EXERCISE INPUTS >>

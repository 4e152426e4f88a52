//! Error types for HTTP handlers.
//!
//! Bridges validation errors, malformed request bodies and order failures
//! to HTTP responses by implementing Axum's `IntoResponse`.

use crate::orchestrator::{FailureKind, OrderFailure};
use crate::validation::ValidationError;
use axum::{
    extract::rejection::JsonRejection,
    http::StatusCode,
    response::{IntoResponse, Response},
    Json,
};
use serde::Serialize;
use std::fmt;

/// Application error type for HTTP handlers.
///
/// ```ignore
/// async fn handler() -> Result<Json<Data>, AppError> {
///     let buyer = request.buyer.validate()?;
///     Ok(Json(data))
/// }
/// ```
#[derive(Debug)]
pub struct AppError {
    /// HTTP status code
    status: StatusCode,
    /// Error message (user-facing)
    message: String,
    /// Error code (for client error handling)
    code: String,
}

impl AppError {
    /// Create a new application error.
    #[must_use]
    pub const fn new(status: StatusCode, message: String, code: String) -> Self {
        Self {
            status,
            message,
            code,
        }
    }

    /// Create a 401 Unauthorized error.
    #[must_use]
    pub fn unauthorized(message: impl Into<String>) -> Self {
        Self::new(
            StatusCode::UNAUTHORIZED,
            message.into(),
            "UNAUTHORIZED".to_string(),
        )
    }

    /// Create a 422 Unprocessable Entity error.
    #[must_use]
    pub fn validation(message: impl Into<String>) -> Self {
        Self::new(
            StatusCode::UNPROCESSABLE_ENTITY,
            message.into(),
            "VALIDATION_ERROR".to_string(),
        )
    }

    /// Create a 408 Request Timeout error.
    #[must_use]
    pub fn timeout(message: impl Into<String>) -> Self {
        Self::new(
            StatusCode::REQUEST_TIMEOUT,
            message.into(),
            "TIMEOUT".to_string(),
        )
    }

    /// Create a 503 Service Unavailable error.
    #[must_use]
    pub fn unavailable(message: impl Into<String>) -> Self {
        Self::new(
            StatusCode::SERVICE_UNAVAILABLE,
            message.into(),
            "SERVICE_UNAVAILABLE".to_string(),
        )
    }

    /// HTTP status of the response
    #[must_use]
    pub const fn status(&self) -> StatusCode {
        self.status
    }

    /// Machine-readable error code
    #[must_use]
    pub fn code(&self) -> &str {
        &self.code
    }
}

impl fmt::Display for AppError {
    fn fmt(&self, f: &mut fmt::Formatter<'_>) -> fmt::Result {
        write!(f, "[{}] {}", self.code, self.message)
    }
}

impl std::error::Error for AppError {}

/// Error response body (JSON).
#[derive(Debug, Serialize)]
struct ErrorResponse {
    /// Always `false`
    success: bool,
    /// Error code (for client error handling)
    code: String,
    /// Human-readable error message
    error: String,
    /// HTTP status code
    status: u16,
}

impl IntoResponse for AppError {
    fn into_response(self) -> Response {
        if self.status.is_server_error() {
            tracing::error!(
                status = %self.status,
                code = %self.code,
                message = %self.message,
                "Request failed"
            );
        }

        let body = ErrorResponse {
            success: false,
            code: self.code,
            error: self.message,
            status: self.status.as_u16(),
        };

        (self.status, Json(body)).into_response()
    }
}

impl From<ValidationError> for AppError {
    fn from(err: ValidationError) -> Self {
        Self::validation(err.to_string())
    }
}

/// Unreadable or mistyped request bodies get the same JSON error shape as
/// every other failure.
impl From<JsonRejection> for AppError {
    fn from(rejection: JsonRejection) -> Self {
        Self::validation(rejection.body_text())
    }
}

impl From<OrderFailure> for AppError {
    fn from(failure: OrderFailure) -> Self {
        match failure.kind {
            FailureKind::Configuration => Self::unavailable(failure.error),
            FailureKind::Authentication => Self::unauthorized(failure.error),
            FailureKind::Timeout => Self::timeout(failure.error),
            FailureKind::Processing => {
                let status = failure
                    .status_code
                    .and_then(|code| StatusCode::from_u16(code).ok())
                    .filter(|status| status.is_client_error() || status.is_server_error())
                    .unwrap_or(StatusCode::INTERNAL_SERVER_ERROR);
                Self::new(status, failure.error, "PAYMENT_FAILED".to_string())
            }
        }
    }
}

---

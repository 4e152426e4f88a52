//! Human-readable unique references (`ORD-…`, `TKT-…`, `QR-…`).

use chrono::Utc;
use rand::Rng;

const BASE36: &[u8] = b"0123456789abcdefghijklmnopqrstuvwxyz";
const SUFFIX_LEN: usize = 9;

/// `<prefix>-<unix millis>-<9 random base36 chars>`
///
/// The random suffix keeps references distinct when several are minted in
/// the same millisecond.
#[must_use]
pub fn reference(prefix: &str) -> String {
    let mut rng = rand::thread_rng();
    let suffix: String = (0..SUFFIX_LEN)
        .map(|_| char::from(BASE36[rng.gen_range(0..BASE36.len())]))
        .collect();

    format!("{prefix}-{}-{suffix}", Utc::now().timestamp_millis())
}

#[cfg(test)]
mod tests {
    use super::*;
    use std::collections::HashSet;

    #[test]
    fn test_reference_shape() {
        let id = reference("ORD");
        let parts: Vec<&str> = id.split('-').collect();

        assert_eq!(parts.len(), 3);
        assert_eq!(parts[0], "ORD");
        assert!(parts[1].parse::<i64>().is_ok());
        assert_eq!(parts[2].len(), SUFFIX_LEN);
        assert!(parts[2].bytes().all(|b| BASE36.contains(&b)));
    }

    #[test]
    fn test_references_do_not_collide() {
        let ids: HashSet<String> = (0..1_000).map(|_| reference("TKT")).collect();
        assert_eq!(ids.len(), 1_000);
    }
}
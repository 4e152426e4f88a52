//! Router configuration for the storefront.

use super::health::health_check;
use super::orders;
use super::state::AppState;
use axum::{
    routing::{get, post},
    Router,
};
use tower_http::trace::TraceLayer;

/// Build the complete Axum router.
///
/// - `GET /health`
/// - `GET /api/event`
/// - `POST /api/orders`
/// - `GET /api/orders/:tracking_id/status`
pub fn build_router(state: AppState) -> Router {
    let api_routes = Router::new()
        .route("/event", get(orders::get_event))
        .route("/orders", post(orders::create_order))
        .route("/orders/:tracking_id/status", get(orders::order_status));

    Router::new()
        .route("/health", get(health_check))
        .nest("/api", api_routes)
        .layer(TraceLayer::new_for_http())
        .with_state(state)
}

PROBLEM TO WORK ON >> Every line of the data above that includes "derive" should be listed.

OUTPUT >>
#[derive(Debug)]
#[derive(Debug, Serialize)]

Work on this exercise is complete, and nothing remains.